Finnish Customs has long-term experience in gathering statistics on Finland’s goods trade. International trade statistics provide information on the goods trade between Finland and other Member States of the European Union as well as with third countries; that is, internal and external trade.
Customs, as the only operator, offers official detailed statistical information on Finland’s goods export and import. This year marks 130 years since Customs Statistics was established.
Customs Statistics is a part of the monitoring of Finland’s economic situation and the data produced by Customs Statistics is used as a base when compiling several other statistics as well as for economic forecasts. Statistics are available to all on the Customs website and in the statistical database Uljas and they offer diverse data, for example for research institutions and companies.
– The total values of import and export are very important numbers that describe Finland’s economic development. Other important information is the knowledge of which countries Finland trades with and how much. Information in more detail is also required regarding imported and exported goods. This information is especially required by companies that engage in international trade, says Director of Statistics Olli-Pekka Penttilä.
The numbers in Customs’ statistical data are based on exported and imported goods for which the companies submit declarations to Customs. The traditional paper forms have already been changed to electronic declarations. Declaring electronically, which has revolutionised the compiling of statistics, turns 50 this year. A significant benefit for Customs Statistics is the possibility to access customs clearance data directly as well as the possibility to affect the information to be collected in the customs declarations.

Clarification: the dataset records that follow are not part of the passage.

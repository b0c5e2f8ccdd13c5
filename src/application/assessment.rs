//! Assessment service: Orchestrates the risk-scoring pipeline.
//!
//! One synchronous call chain per request:
//! validate -> encode -> derive -> assemble -> classify -> resolve tier.
//! No state is shared mutably across requests.

use std::sync::Arc;

use crate::domain::{
    encode, Assessment, DerivedFeatures, EncodingTables, FeatureVector, PatientInput, ENCODING_V1,
};
use crate::ports::Classifier;
use crate::CardioriskError;

/// Service for running risk assessments.
///
/// The classifier is loaded once at startup and shared read-only, so one
/// service can serve concurrent requests.
pub struct AssessmentService<C>
where
    C: Classifier,
{
    classifier: Arc<C>,
    tables: EncodingTables,
}

impl<C> AssessmentService<C>
where
    C: Classifier,
{
    /// Create a service using the canonical encoding tables.
    pub fn new(classifier: Arc<C>) -> Self {
        Self::with_tables(classifier, ENCODING_V1)
    }

    /// Create a service with an explicit encoding version.
    ///
    /// The table version must match the one the classifier was trained with.
    pub fn with_tables(classifier: Arc<C>, tables: EncodingTables) -> Self {
        Self { classifier, tables }
    }

    /// Run the full pipeline for one patient record.
    ///
    /// # Errors
    /// Returns `CardioriskError::Validation` for out-of-range fields,
    /// `CardioriskError::Encoding` for an unknown categorical label, and
    /// `CardioriskError::Prediction` when the classifier rejects the vector
    /// (fatal for the request; classification is deterministic, so there is
    /// no retry).
    pub fn assess(&self, input: &PatientInput) -> Result<Assessment, CardioriskError> {
        if let Err(violations) = input.validate() {
            return Err(CardioriskError::Validation(violations.join("; ")));
        }

        tracing::debug!("Encoding base fields...");
        let base = encode(input, &self.tables)?;

        tracing::debug!("Deriving engineered features...");
        let derived = DerivedFeatures::derive(&base);
        let vector = FeatureVector::assemble(&base, &derived);

        tracing::debug!("Classifying feature vector...");
        let prediction = self.classifier.classify(&vector)?;

        let assessment = Assessment::new(prediction);
        tracing::info!(
            "Assessment complete: class={}, probability={:.2}%, tier={}",
            assessment.prediction.predicted_class,
            assessment.prediction.probability_positive * 100.0,
            assessment.tier
        );

        Ok(assessment)
    }
}
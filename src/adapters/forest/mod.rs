//! Random-forest adapter: Implementation of Classifier over an exported
//! scikit-learn forest.
//!
//! The training side exports every tree's node table to JSON; this adapter
//! loads the artifact once at startup, validates it against the canonical
//! feature columns, and serves read-only predictions.
//!
//! # Thread Safety
//!
//! The loaded forest is immutable. A single `RandomForest` behind an `Arc`
//! can serve concurrent predictions.

use std::fs;
use std::path::Path;

use serde::{Deserialize, Serialize};
use sha2::{Digest, Sha256};

use crate::domain::{FeatureVector, FEATURE_NAMES};
use crate::ports::{Classifier, ClassifierError};

/// Error type for model loading and validation.
#[derive(Debug, thiserror::Error)]
pub enum ModelError {
    #[error("No model artifact found in {0} (expected forest.json or model.json)")]
    NotFound(String),

    #[error("Failed to read model artifact: {0}")]
    Io(#[from] std::io::Error),

    #[error("Invalid model artifact: {0}")]
    Format(String),
}

/// One node of an exported decision tree.
///
/// Leaves have `feature: null`; split nodes test `x[feature] <= threshold`
/// and descend left on success.
#[derive(Debug, Clone, Serialize, Deserialize)]
pub struct TreeNode {
    #[serde(default)]
    pub feature: Option<usize>,
    #[serde(default)]
    pub threshold: f64,
    #[serde(default)]
    pub left: usize,
    #[serde(default)]
    pub right: usize,
    /// Training-sample counts per class at this node.
    pub value: [f64; 2],
}

/// One exported decision tree. Node 0 is the root; children always come
/// after their parent in the table.
#[derive(Debug, Clone, Serialize, Deserialize)]
pub struct ExportedTree {
    pub nodes: Vec<TreeNode>,
}

/// Forest artifact as exported by the training pipeline.
#[derive(Debug, Clone, Serialize, Deserialize)]
pub struct ExportedForest {
    pub feature_names: Vec<String>,
    pub trees: Vec<ExportedTree>,
}

/// Random-forest classifier loaded from an exported artifact.
#[derive(Debug)]
pub struct RandomForest {
    forest: ExportedForest,
}

impl RandomForest {
    /// Load the forest from a model directory or file.
    ///
    /// Accepts either a path to the JSON artifact itself or a directory
    /// containing `forest.json` (or `model.json`).
    ///
    /// # Errors
    /// Returns `ModelError` if no artifact is found, the JSON is malformed,
    /// or validation fails.
    pub fn load(model_path: &Path) -> Result<Self, ModelError> {
        let path = if model_path.is_file() {
            model_path.to_path_buf()
        } else {
            ["forest.json", "model.json"]
                .iter()
                .map(|name| model_path.join(name))
                .find(|candidate| candidate.exists())
                .ok_or_else(|| ModelError::NotFound(model_path.display().to_string()))?
        };

        let content = fs::read(&path)?;
        let forest: ExportedForest =
            serde_json::from_slice(&content).map_err(|e| ModelError::Format(e.to_string()))?;

        Self::validate(&forest)?;

        let digest = Sha256::digest(&content);
        let fingerprint: String = digest.iter().take(8).map(|b| format!("{b:02x}")).collect();
        tracing::info!(
            "Loaded forest from {:?} ({} trees, {} features, fingerprint {})",
            path,
            forest.trees.len(),
            forest.feature_names.len(),
            fingerprint
        );

        Ok(Self { forest })
    }

    /// Build a forest from an already-parsed artifact (used by tests and
    /// embedding callers).
    ///
    /// # Errors
    /// Returns `ModelError` if validation fails.
    pub fn from_exported(forest: ExportedForest) -> Result<Self, ModelError> {
        Self::validate(&forest)?;
        Ok(Self { forest })
    }

    fn validate(forest: &ExportedForest) -> Result<(), ModelError> {
        if forest.trees.is_empty() {
            return Err(ModelError::Format("forest has no trees".into()));
        }
        if forest.feature_names.len() != FEATURE_NAMES.len() {
            return Err(ModelError::Format(format!(
                "expected {} feature columns, artifact has {}",
                FEATURE_NAMES.len(),
                forest.feature_names.len()
            )));
        }
        for (i, (have, want)) in forest
            .feature_names
            .iter()
            .zip(FEATURE_NAMES.iter())
            .enumerate()
        {
            if have != want {
                return Err(ModelError::Format(format!(
                    "feature column {i} is {have:?}, expected {want:?}; \
                     the artifact was trained on a different column order"
                )));
            }
        }

        for (t, tree) in forest.trees.iter().enumerate() {
            if tree.nodes.is_empty() {
                return Err(ModelError::Format(format!("tree {t} has no nodes")));
            }
            for (n, node) in tree.nodes.iter().enumerate() {
                if let Some(feature) = node.feature {
                    if feature >= forest.feature_names.len() {
                        return Err(ModelError::Format(format!(
                            "tree {t} node {n} splits on out-of-range feature {feature}"
                        )));
                    }
                    if node.left >= tree.nodes.len() || node.right >= tree.nodes.len() {
                        return Err(ModelError::Format(format!(
                            "tree {t} node {n} has out-of-range children"
                        )));
                    }
                    // Children after parents guarantees traversal terminates.
                    if node.left <= n || node.right <= n {
                        return Err(ModelError::Format(format!(
                            "tree {t} node {n} children must come after their parent"
                        )));
                    }
                }
                let total = node.value[0] + node.value[1];
                if !total.is_finite() || total <= 0.0 {
                    return Err(ModelError::Format(format!(
                        "tree {t} node {n} has invalid class counts"
                    )));
                }
            }
        }
        Ok(())
    }

    /// Walk one tree to its leaf and return the normalized class
    /// distribution for `x`.
    fn tree_proba(tree: &ExportedTree, x: &[f64]) -> [f64; 2] {
        let mut idx = 0;
        loop {
            let node = &tree.nodes[idx];
            match node.feature {
                Some(feature) => {
                    idx = if x[feature] <= node.threshold {
                        node.left
                    } else {
                        node.right
                    };
                }
                None => {
                    let total = node.value[0] + node.value[1];
                    return [node.value[0] / total, node.value[1] / total];
                }
            }
        }
    }

    fn check_input(&self, features: &FeatureVector) -> Result<(), ClassifierError> {
        if features.len() != self.forest.feature_names.len() {
            return Err(ClassifierError::ShapeMismatch {
                got: features.len(),
                expected: self.forest.feature_names.len(),
            });
        }
        if features.as_slice().iter().any(|v| !v.is_finite()) {
            return Err(ClassifierError::Rejected(
                "feature vector contains a non-finite value".into(),
            ));
        }
        Ok(())
    }
}

impl Classifier for RandomForest {
    fn predict(&self, features: &FeatureVector) -> Result<u8, ClassifierError> {
        let [_, p1] = self.predict_proba(features)?;
        Ok(u8::from(p1 >= 0.5))
    }

    fn predict_proba(&self, features: &FeatureVector) -> Result<[f64; 2], ClassifierError> {
        self.check_input(features)?;

        let x = features.as_slice();
        let mut acc = [0.0, 0.0];
        for tree in &self.forest.trees {
            let p = Self::tree_proba(tree, x);
            acc[0] += p[0];
            acc[1] += p[1];
        }

        let n = self.forest.trees.len() as f64;
        Ok([acc[0] / n, acc[1] / n])
    }
}
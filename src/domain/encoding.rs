//! Field encoding tables.
//!
//! Each categorical field has a fixed, total mapping from its label to the
//! numeric code the classifier was trained against. The tables are versioned
//! configuration rather than scattered literals: a retrained model ships with
//! its own table set, keeping training and inference in lock-step.

use crate::domain::features::BaseFeatures;
use crate::domain::patient::PatientInput;

/// Error type for field encoding.
#[derive(Debug, thiserror::Error)]
pub enum EncodingError {
    #[error("Unknown category {label:?} for field {field}")]
    UnknownCategory { field: &'static str, label: String },
}

/// One field's label-to-code table. Exact key match only; no normalization,
/// no fuzzy matching.
#[derive(Debug, Clone, Copy)]
pub struct CodeTable {
    pub field: &'static str,
    pub entries: &'static [(&'static str, f64)],
}

impl CodeTable {
    /// Look up the code for a label.
    ///
    /// # Errors
    /// Returns `EncodingError::UnknownCategory` if the label is not a key of
    /// the table. The intake enums make this unreachable in practice, but the
    /// lookup stays checked.
    pub fn code(&self, label: &str) -> Result<f64, EncodingError> {
        self.entries
            .iter()
            .find(|(key, _)| *key == label)
            .map(|(_, code)| *code)
            .ok_or_else(|| EncodingError::UnknownCategory {
                field: self.field,
                label: label.to_string(),
            })
    }
}

/// The full table set for one encoding version.
#[derive(Debug, Clone, Copy)]
pub struct EncodingTables {
    pub sex: CodeTable,
    pub yes_no: CodeTable,
    pub high_hdl: CodeTable,
    pub exercise: CodeTable,
    pub stress: CodeTable,
    pub alcohol: CodeTable,
    pub sugar: CodeTable,
}

/// Canonical encoding, matching the tables the bundled model was trained with.
///
/// Exercise is reverse-ordered (high activity -> lowest code) and HDL is
/// inverted (answering "yes" to high HDL -> 0); both quirks come from the
/// training data and must not be changed independently of the model.
pub const ENCODING_V1: EncodingTables = EncodingTables {
    sex: CodeTable {
        field: "sex",
        entries: &[("female", 0.0), ("male", 1.0)],
    },
    yes_no: CodeTable {
        field: "yes_no",
        entries: &[("no", 0.0), ("yes", 1.0)],
    },
    high_hdl: CodeTable {
        field: "high_hdl",
        entries: &[("yes", 0.0), ("no", 1.0)],
    },
    exercise: CodeTable {
        field: "exercise_habit",
        entries: &[("high", 1.0), ("medium", 2.0), ("low", 3.0)],
    },
    stress: CodeTable {
        field: "stress_level",
        entries: &[("low", 1.0), ("medium", 2.0), ("high", 3.0)],
    },
    alcohol: CodeTable {
        field: "alcohol_consumption",
        entries: &[("low", 0.0), ("medium", 1.0), ("high", 2.0)],
    },
    sugar: CodeTable {
        field: "sugar_consumption",
        entries: &[("low", 0.0), ("medium", 1.0), ("high", 2.0)],
    },
};

fn yes_no_label(answer: bool) -> &'static str {
    if answer {
        "yes"
    } else {
        "no"
    }
}

/// Encode a patient record into the 20 base features, in the canonical
/// column order the classifier was trained on.
///
/// # Errors
/// Returns `EncodingError::UnknownCategory` if a label misses its table.
pub fn encode(
    input: &PatientInput,
    tables: &EncodingTables,
) -> Result<BaseFeatures, EncodingError> {
    Ok(BaseFeatures([
        f64::from(input.age),
        tables.sex.code(input.sex.label())?,
        input.blood_pressure,
        input.cholesterol,
        tables.exercise.code(input.exercise_habit.label())?,
        tables.yes_no.code(yes_no_label(input.smoking))?,
        tables.yes_no.code(yes_no_label(input.family_history))?,
        tables.yes_no.code(yes_no_label(input.diabetes))?,
        input.bmi,
        tables.yes_no.code(yes_no_label(input.high_blood_pressure))?,
        tables.high_hdl.code(yes_no_label(input.high_hdl))?,
        tables.yes_no.code(yes_no_label(input.high_ldl))?,
        tables.alcohol.code(input.alcohol_consumption.label())?,
        tables.stress.code(input.stress_level.label())?,
        input.sleep_hours,
        tables.sugar.code(input.sugar_consumption.label())?,
        input.triglyceride_level,
        input.fasting_blood_sugar,
        input.crp_level,
        input.homocysteine_level,
    ]))
}

#[cfg(test)]
mod tests {
    use super::*;
    use crate::domain::patient::{Frequency, Sex};

    fn sample_input() -> PatientInput {
        PatientInput {
            age: 30,
            sex: Sex::Female,
            blood_pressure: 110.0,
            cholesterol: 200.0,
            exercise_habit: Frequency::High,
            smoking: false,
            family_history: false,
            diabetes: false,
            bmi: 20.0,
            high_blood_pressure: false,
            high_hdl: false,
            high_ldl: false,
            alcohol_consumption: Frequency::Low,
            stress_level: Frequency::Low,
            sleep_hours: 7.0,
            sugar_consumption: Frequency::Low,
            triglyceride_level: 250.0,
            fasting_blood_sugar: 50.0,
            crp_level: 5.1,
            homocysteine_level: 6.5,
        }
    }

    #[test]
    fn test_exercise_codes_are_reverse_ordered() {
        let table = ENCODING_V1.exercise;
        assert!((table.code("high").unwrap() - 1.0).abs() < f64::EPSILON);
        assert!((table.code("medium").unwrap() - 2.0).abs() < f64::EPSILON);
        assert!((table.code("low").unwrap() - 3.0).abs() < f64::EPSILON);
    }

    #[test]
    fn test_hdl_encoding_is_inverted() {
        let table = ENCODING_V1.high_hdl;
        assert!((table.code("yes").unwrap() - 0.0).abs() < f64::EPSILON);
        assert!((table.code("no").unwrap() - 1.0).abs() < f64::EPSILON);
    }

    #[test]
    fn test_unknown_label_is_rejected() {
        let err = ENCODING_V1.stress.code("sometimes").expect_err("must fail");
        let EncodingError::UnknownCategory { field, label } = err;
        assert_eq!(field, "stress_level");
        assert_eq!(label, "sometimes");
    }

    #[test]
    fn test_encode_produces_canonical_order() {
        let base = encode(&sample_input(), &ENCODING_V1).expect("should encode");
        let cols = base.as_slice();

        assert_eq!(cols.len(), 20);
        assert!((cols[0] - 30.0).abs() < f64::EPSILON); // age
        assert!((cols[1] - 0.0).abs() < f64::EPSILON); // female
        assert!((cols[4] - 1.0).abs() < f64::EPSILON); // exercise high
        assert!((cols[10] - 1.0).abs() < f64::EPSILON); // high_hdl=no, inverted
        assert!((cols[13] - 1.0).abs() < f64::EPSILON); // stress low
        assert!((cols[16] - 250.0).abs() < f64::EPSILON); // triglyceride
        assert!((cols[18] - 5.1).abs() < f64::EPSILON); // crp
    }

    #[test]
    fn test_tables_are_total_over_enum_labels() {
        for freq in [Frequency::Low, Frequency::Medium, Frequency::High] {
            assert!(ENCODING_V1.exercise.code(freq.label()).is_ok());
            assert!(ENCODING_V1.stress.code(freq.label()).is_ok());
            assert!(ENCODING_V1.alcohol.code(freq.label()).is_ok());
            assert!(ENCODING_V1.sugar.code(freq.label()).is_ok());
        }
        for sex in [Sex::Female, Sex::Male] {
            assert!(ENCODING_V1.sex.code(sex.label()).is_ok());
        }
    }
}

The need for reliable information was already great over a hundred years ago – this is still safeguarded
Already while under Swedish rule, the State wanted detailed information on how much income it received from customs clearances and the quantity of imported and exported goods. The national trade balance, i.e. the difference between import and export, was calculated using the material from the customs service. Finnish Customs was given the same task when it was founded two hundred years later in the Grand Duchy of Finland. As support for decision-making and the business community, information in more detail was desired, i.e. ‘comprehensive and reliable trade statistics.’ In October of 1891, the Senate decided that a Customs Statistics office would be established, and the office began its operation in the beginning of 1892. Its task was to calculate import and export statistics as well as to publish them. Customs’ collection of statistics is regarded as having begun there.
– The importance of statistics has not diminished in over a hundred years. On the contrary, Customs Statistics has a significant role as an official source of information, as a forerunner when it comes to the national accounts and as a basis for trade policy. We still work to produce high-quality statistics on Finnish exports and imports and we ensure that we provide correct and reliable data, which can be used to make decisions that are in Finland’s best interest, says Penttilä.
Nowadays, Customs Statistics produces diverse statistical data and different surveys regarding international trade topics.
- The statistics show, for example, quick shifts in the demand or domestic interruptions, for example, Covid-19 masks and vaccines are currently shown as peaks in the import statistics. The structural changes of the Finnish export industry are also clearly shown in the statistics produced by Customs, Penttilä continues.
Correspondence with statistics in other EU countries
Legislation guides the EU’s internal and external trade statistics on international trade. This ensures that the statistics are based on strictly defined norms that are applied in the same way in all EU Member States. The statistical data on trade with non-EU countries is obtained from the customs clearance systems. The statistical data on trade between EU Member States are collected through a separate procedure called the Intrastat system. The statistical data of internal and external trade are published as a single international trade statistic.
Finnish Customs’ share of the total data volume of Finland’s EU statistics is 43 per cent, which means that Customs is the second largest statistical authority in Finland. Customs statistics are compiled by 22 employees and on a yearly basis they produce, among other things, 24 preliminary and monthly statistics, four statistics on company size categories, two provincial statistics as well as business type statistics published once a year. Indexes of international trade are published at the same time as the monthly statistics. Of the statistics on logistics, details on the transport statistics, transit transports and border traffic are published monthly in the statistical database Uljas. In addition to statistics, Customs Statistics produces different surveys, such as a yearly survey on re-export as well as surveys on international trade of the largest trading partner countries according to country and country category.
To mark the anniversary of Customs Statistics, a celebratory event will be organised later this year. Statistics are also featured heavily in social media channels of Finnish Customs and interesting statistical events from several decades are presented there.